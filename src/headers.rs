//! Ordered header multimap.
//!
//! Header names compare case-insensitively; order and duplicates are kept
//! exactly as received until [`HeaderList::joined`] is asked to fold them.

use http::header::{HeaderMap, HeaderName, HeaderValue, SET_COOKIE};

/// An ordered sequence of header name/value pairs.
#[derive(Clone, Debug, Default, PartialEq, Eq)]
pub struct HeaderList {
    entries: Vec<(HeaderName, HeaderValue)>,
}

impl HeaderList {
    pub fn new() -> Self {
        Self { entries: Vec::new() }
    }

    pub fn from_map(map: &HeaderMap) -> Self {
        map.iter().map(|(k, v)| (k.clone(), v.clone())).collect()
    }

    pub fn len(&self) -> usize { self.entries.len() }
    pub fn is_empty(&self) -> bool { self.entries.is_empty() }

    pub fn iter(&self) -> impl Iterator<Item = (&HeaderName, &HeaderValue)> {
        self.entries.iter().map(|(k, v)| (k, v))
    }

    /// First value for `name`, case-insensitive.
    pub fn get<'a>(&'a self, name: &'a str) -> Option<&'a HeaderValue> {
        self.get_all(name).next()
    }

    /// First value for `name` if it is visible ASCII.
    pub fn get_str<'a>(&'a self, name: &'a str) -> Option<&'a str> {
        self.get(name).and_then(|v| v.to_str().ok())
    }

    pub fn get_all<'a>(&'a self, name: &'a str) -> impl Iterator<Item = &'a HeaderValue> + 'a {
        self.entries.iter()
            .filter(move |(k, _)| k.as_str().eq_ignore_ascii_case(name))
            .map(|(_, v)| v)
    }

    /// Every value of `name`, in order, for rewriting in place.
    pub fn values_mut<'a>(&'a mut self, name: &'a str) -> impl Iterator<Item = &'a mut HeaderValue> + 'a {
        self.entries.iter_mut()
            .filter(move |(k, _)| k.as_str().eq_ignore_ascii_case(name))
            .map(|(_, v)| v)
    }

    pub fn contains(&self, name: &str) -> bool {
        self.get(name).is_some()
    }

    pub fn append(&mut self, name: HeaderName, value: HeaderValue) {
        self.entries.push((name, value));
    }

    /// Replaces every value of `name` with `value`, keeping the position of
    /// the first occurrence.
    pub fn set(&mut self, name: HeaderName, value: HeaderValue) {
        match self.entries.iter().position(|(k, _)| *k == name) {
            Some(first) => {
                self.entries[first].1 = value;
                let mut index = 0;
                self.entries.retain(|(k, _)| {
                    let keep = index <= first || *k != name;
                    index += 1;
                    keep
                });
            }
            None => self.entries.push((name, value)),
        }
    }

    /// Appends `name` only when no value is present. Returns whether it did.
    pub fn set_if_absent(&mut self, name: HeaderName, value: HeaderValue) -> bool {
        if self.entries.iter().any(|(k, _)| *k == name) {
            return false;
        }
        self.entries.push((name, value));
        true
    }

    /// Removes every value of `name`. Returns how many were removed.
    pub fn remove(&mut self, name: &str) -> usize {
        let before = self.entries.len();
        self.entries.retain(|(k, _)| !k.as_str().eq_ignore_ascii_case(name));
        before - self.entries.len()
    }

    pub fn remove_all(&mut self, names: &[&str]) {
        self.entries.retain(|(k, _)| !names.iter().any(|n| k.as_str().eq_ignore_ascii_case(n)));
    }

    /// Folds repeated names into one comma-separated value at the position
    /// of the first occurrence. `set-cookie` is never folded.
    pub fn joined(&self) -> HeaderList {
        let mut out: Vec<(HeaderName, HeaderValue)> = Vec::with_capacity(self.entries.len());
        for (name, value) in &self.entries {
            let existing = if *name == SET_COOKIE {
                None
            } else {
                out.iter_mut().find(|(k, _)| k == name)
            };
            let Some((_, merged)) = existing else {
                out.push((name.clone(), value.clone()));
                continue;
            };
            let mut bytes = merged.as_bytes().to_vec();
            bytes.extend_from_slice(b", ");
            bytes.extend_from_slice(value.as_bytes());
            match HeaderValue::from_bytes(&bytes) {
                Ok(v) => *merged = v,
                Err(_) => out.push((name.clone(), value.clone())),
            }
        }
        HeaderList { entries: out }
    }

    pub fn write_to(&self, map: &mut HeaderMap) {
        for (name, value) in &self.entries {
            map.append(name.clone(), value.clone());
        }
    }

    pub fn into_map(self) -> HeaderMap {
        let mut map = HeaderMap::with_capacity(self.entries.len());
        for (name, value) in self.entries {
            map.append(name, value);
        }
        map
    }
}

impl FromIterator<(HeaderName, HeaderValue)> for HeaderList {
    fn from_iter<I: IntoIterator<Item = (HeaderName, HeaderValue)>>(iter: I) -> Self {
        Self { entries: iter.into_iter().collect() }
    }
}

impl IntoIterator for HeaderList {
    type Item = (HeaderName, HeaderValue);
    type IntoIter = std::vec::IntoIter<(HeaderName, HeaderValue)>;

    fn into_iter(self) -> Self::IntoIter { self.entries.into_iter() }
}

───

Write out exactly the lines that run from the one containing "pub fn write_to(&self, map: &mut" to the end of the records, both end lines included.

    pub fn write_to(&self, map: &mut HeaderMap) {
        for (name, value) in &self.entries {
            map.append(name.clone(), value.clone());
        }
    }

    pub fn into_map(self) -> HeaderMap {
        let mut map = HeaderMap::with_capacity(self.entries.len());
        for (name, value) in self.entries {
            map.append(name, value);
        }
        map
    }
}

impl FromIterator<(HeaderName, HeaderValue)> for HeaderList {
    fn from_iter<I: IntoIterator<Item = (HeaderName, HeaderValue)>>(iter: I) -> Self {
        Self { entries: iter.into_iter().collect() }
    }
}

impl IntoIterator for HeaderList {
    type Item = (HeaderName, HeaderValue);
    type IntoIter = std::vec::IntoIter<(HeaderName, HeaderValue)>;

    fn into_iter(self) -> Self::IntoIter { self.entries.into_iter() }
}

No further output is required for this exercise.